I am interested in information inside the agreementdetail tag which is under DATAAREA/LandIndex/LandIndex/

UPDATE:

Thanks to MattDMo this task has moved a bit from its dead point. So I made this script below. It iterates the file and gets all instances of the agreementdetail and outputs agreementid and agreementtype for each.

import xml.etree.ElementTree as ET
import arcpy

xmlfile = 'D:/Working/Test/Test.xml'
element_tree = ET.parse(xmlfile)
root = element_tree.getroot()
agreement = root.findall(".//agreementdetail")
result = []
elements = ('agreementid', 'agreementtype')

for a in agreement:
    obj = {}
    for e in elements:
        obj[e] = a.find(e).text
    result.append(obj)

arcpy.AddMessage(result)

The output I am receiving consists of a bunch of this strings: {'agreementid': '001 4860', 'agreementtype': 'NATURAL GAS'}

Now I need to convert this output into a table format (.csv, .dbf, .xls etc.) so that agreementid and agreementtype are columns:

agreementid    | agreementtype 
001       4860 | NATURAL GAS

I will be very grateful if you could guide me on how to accomplish it. Or maybe any example?
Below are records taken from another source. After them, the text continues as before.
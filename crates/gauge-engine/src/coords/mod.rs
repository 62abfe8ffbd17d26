//! Coordinate and geometry types shared by the shape model, the recorder and
//! the renderers.
//!
//! Canonical CPU space:
//! - Logical pixels, `f64` (canvas-style drawing API)
//! - Origin top-left
//! - +X right, +Y down, so positive angles turn clockwise on screen
//!
//! Renderers convert to `f32` NDC in shaders using a viewport uniform.

mod angle;
mod point;
mod rect;
mod viewport;

pub use angle::Angle;
pub use point::{Point, Transform};
pub use rect::Rect;
pub use viewport::Viewport;
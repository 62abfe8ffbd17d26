use crate::coords::Viewport;

/// Renderer-facing context: device/queue, surface format, and the logical
/// viewport with its physical scale.
pub struct RenderCtx<'a> {
    pub device: &'a wgpu::Device,
    pub queue: &'a wgpu::Queue,
    pub surface_format: wgpu::TextureFormat,
    pub viewport: Viewport, // logical px
    pub scale_factor: f32,
}

impl<'a> RenderCtx<'a> {
    #[inline]
    pub fn new(
        device: &'a wgpu::Device,
        queue: &'a wgpu::Queue,
        surface_format: wgpu::TextureFormat,
        viewport: Viewport,
        scale_factor: f32,
    ) -> Self {
        Self {
            device,
            queue,
            surface_format,
            viewport,
            scale_factor,
        }
    }
}

/// Target for drawing (encoder + color view).
pub struct RenderTarget<'a> {
    pub encoder: &'a mut wgpu::CommandEncoder,
    pub color_view: &'a wgpu::TextureView,
}

impl<'a> RenderTarget<'a> {
    #[inline]
    pub fn new(encoder: &'a mut wgpu::CommandEncoder, color_view: &'a wgpu::TextureView) -> Self {
        Self { encoder, color_view }
    }
}
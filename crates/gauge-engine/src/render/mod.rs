//! GPU rendering subsystem.
//!
//! Renderers consume recorded `scene` draw lists and issue GPU commands via
//! wgpu. Each renderer owns its GPU resources (pipelines, buffers).
//!
//! Convention:
//! - CPU geometry is in logical pixels (top-left origin, +Y down).
//! - Vertex shader converts to NDC using a viewport uniform.

mod common;
mod ctx;
mod path;
mod tessellate;

pub use ctx::{RenderCtx, RenderTarget};
pub use path::PathRenderer;
pub use tessellate::{tessellate, Batch, PathVertex, Tessellation};
//! Offline stand-in for a speed-test engine.

use gauge_engine::time::{MonotonicTime, TimeSource};
use gauge_meter::{Measurement, Phase, PhaseReading, SpeedtestState};

/// Phase lengths and target speeds of a simulated run.
#[derive(Debug, Clone, PartialEq)]
pub struct FeedProfile {
    pub ping_ms: f64,
    pub download_ms: f64,
    pub upload_ms: f64,
    pub latency_ms: f64,
    pub download_mbps: f64,
    pub upload_mbps: f64,
}

impl Default for FeedProfile {
    fn default() -> Self {
        Self {
            ping_ms: 1500.0,
            download_ms: 6000.0,
            upload_ms: 6000.0,
            latency_ms: 18.0,
            download_mbps: 420.0,
            upload_mbps: 95.0,
        }
    }
}

/// Produces ping → download → upload snapshots from elapsed time.
///
/// Speeds ramp up towards the profile's target and wobble around it, which is
/// enough to exercise smoothing and phase changes.
pub struct SimulatedFeed<T: TimeSource = MonotonicTime> {
    time: T,
    profile: FeedProfile,
    started: f64,
}

impl SimulatedFeed {
    pub fn new(profile: FeedProfile) -> Self {
        Self::with_source(MonotonicTime::new(), profile)
    }
}

impl<T: TimeSource> SimulatedFeed<T> {
    pub fn with_source(time: T, profile: FeedProfile) -> Self {
        let started = time.now_ms();
        Self { time, profile, started }
    }

    /// Starts the run over from `Idle` at the current time.
    pub fn restart(&mut self) {
        self.started = self.time.now_ms();
    }

    pub fn sample(&self) -> Measurement {
        let p = &self.profile;
        let t = self.time.now_ms() - self.started;

        let mut m = Measurement::default();
        let phases = [(Phase::Ping, p.ping_ms), (Phase::Download, p.download_ms), (Phase::Upload, p.upload_ms)];

        let mut offset = 0.0;
        for (phase, len) in phases {
            let local = t - offset;
            if local < len {
                m.state = phase.into();
                *m.reading_mut(phase) = PhaseReading::new(local / len, Some(self.value(phase, local)));
                return m;
            }
            *m.reading_mut(phase) = PhaseReading::new(1.0, Some(self.value(phase, len)));
            offset += len;
        }

        m.state = SpeedtestState::Finished;
        m
    }

    fn value(&self, phase: Phase, local_ms: f64) -> f64 {
        let p = &self.profile;
        let wobble = 1.0 + 0.06 * (local_ms / 170.0).sin() + 0.03 * (local_ms / 53.0).sin();
        match phase {
            Phase::Ping => p.latency_ms * wobble,
            Phase::Download => p.download_mbps * ramp(local_ms) * wobble,
            Phase::Upload => p.upload_mbps * ramp(local_ms) * wobble,
        }
    }
}

fn ramp(local_ms: f64) -> f64 {
    1.0 - (-local_ms / 800.0).exp()
}
use crate::coords::{Point, Rect};
use crate::paint::{Color, Paint};
use crate::surface::{DrawContext, Shadow};

use super::{DrawCmd, DrawList, FillCmd, Path, StrokeCmd};

/// Current style state, canvas defaults on construction.
#[derive(Debug, Clone, PartialEq)]
struct Style {
    stroke: Paint,
    fill: Paint,
    line_width: f64,
    shadow: Shadow,
}

impl Default for Style {
    fn default() -> Self {
        Self {
            stroke: Paint::Solid(Color::BLACK),
            fill: Paint::Solid(Color::BLACK),
            line_width: 1.0,
            shadow: Shadow::NONE,
        }
    }
}

/// A [`DrawContext`] that records instead of rasterizing.
///
/// Every `fill`/`stroke` snapshots the current path and style into a
/// [`DrawCmd`], so style leaks between draws show up in the recorded stream.
/// The resulting [`DrawList`] feeds `render::PathRenderer`.
#[derive(Debug, Default)]
pub struct Recorder {
    list: DrawList,
    path: Path,
    style: Style,
}

impl Recorder {
    #[inline]
    pub fn new() -> Self {
        Self::default()
    }

    /// Records into an existing list (appending), reusing its capacity.
    pub fn with_list(list: DrawList) -> Self {
        Self { list, ..Self::default() }
    }

    #[inline]
    pub fn list(&self) -> &DrawList {
        &self.list
    }

    /// Consumes the recorder and returns the recorded list.
    pub fn finish(self) -> DrawList {
        self.list
    }

    /// Clears commands and resets state to canvas defaults.
    pub fn reset(&mut self) {
        self.list.clear();
        self.path.clear();
        self.style = Style::default();
    }

    #[inline]
    pub fn line_width(&self) -> f64 {
        self.style.line_width
    }

    #[inline]
    pub fn shadow(&self) -> Shadow {
        self.style.shadow
    }
}

impl DrawContext for Recorder {
    fn begin_path(&mut self) {
        self.path.clear();
    }

    fn move_to(&mut self, x: f64, y: f64) {
        self.path.move_to(Point::new(x, y));
    }

    fn line_to(&mut self, x: f64, y: f64) {
        self.path.line_to(Point::new(x, y));
    }

    fn arc(&mut self, x: f64, y: f64, radius: f64, start: f64, end: f64, anticlockwise: bool) {
        self.path.arc(Point::new(x, y), radius, start, end, anticlockwise);
    }

    fn close_path(&mut self) {
        self.path.close_path();
    }

    fn stroke(&mut self) {
        if self.path.is_empty() {
            return;
        }
        self.list.push(DrawCmd::Stroke(StrokeCmd {
            path: self.path.clone(),
            paint: self.style.stroke.clone(),
            line_width: self.style.line_width,
            shadow: self.style.shadow,
        }));
    }

    fn fill(&mut self) {
        if self.path.is_empty() {
            return;
        }
        self.list.push(DrawCmd::Fill(FillCmd {
            path: self.path.clone(),
            paint: self.style.fill.clone(),
            shadow: self.style.shadow,
        }));
    }

    fn clear_rect(&mut self, x: f64, y: f64, w: f64, h: f64) {
        self.list.push(DrawCmd::Clear(Rect::new(x, y, w, h)));
    }

    fn set_stroke_style(&mut self, paint: &Paint) {
        self.style.stroke = paint.clone();
    }

    fn set_fill_style(&mut self, paint: &Paint) {
        self.style.fill = paint.clone();
    }

    fn set_line_width(&mut self, width: f64) {
        // Canvas ignores non-positive and non-finite widths.
        if width > 0.0 && width.is_finite() {
            self.style.line_width = width;
        }
    }

    fn set_shadow_color(&mut self, color: Color) {
        self.style.shadow.color = color;
    }

    fn set_shadow_blur(&mut self, blur: f64) {
        if blur >= 0.0 && blur.is_finite() {
            self.style.shadow.blur = blur;
        }
    }
}

#[cfg(test)]
mod tests {
    use super::*;
    use crate::surface::Surface;

    fn triangle(ctx: &mut impl DrawContext) {
        ctx.begin_path();
        ctx.move_to(0.0, 0.0);
        ctx.line_to(10.0, 0.0);
        ctx.line_to(0.0, 10.0);
        ctx.close_path();
    }

    #[test]
    fn fill_and_stroke_snapshot_style() {
        let mut rec = Recorder::new();
        triangle(&mut rec);
        rec.set_fill_style(&Paint::Solid(Color::WHITE));
        rec.fill();
        rec.set_line_width(4.0);
        rec.stroke();

        let items = rec.list().items();
        assert_eq!(items.len(), 2);
        assert_eq!(items[0].paint(), Some(&Paint::Solid(Color::WHITE)));
        match &items[1] {
            DrawCmd::Stroke(s) => assert_eq!(s.line_width, 4.0),
            other => panic!("expected stroke, got {other:?}"),
        }
    }

    #[test]
    fn empty_path_records_nothing() {
        let mut rec = Recorder::new();
        rec.begin_path();
        rec.fill();
        rec.stroke();
        assert!(rec.list().is_empty());
    }

    #[test]
    fn invalid_line_width_is_ignored() {
        let mut rec = Recorder::new();
        rec.set_line_width(3.0);
        rec.set_line_width(0.0);
        rec.set_line_width(f64::NAN);
        assert_eq!(rec.line_width(), 3.0);
    }

    #[test]
    fn shadow_persists_until_changed() {
        let mut rec = Recorder::new();
        rec.set_shadow(Shadow::new(Color::WHITE, 8.0));
        triangle(&mut rec);
        rec.fill();
        rec.fill();
        assert!(rec.list().iter().all(|c| c.shadow() == Some(Shadow::new(Color::WHITE, 8.0))));
    }

    #[test]
    fn clear_rect_is_recorded() {
        let mut rec = Recorder::new();
        rec.clear_rect(0.0, 0.0, 100.0, 50.0);
        assert_eq!(rec.list().items(), &[DrawCmd::Clear(Rect::new(0.0, 0.0, 100.0, 50.0))]);
    }

    #[test]
    fn surface_forwards_to_recorder() {
        let mut rec = Recorder::new();
        {
            let mut surface = Surface::new(&mut rec, Point::new(5.0, 5.0));
            assert_eq!(surface.origin(), Point::new(5.0, 5.0));
            triangle(&mut surface);
            surface.stroke();
        }
        assert_eq!(rec.list().len(), 1);
    }
}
P.S. Python version is 2.7


Solution

  • The following should work:

    import xml.etree.ElementTree as ET
    import arcpy
    
    xmlfile = 'D:/Working/Test/Test.xml'
    element_tree = ET.parse(xmlfile)
    root = element_tree.getroot()
    agreement = root.find(".//agreementid").text
    arcpy.AddMessage(agreement)
    

    The root.find() call uses an XPath expression (quick cheatsheet is in the Python docs here) to find the first tag at any level under the current level named agreementid. If there are multiple tags named that in your file, you can use root.findall() and iterate over the results. If, for example, there are three fields named agreementid, and you know you want the second one, then root.findall(".//agreementid")[1] should work.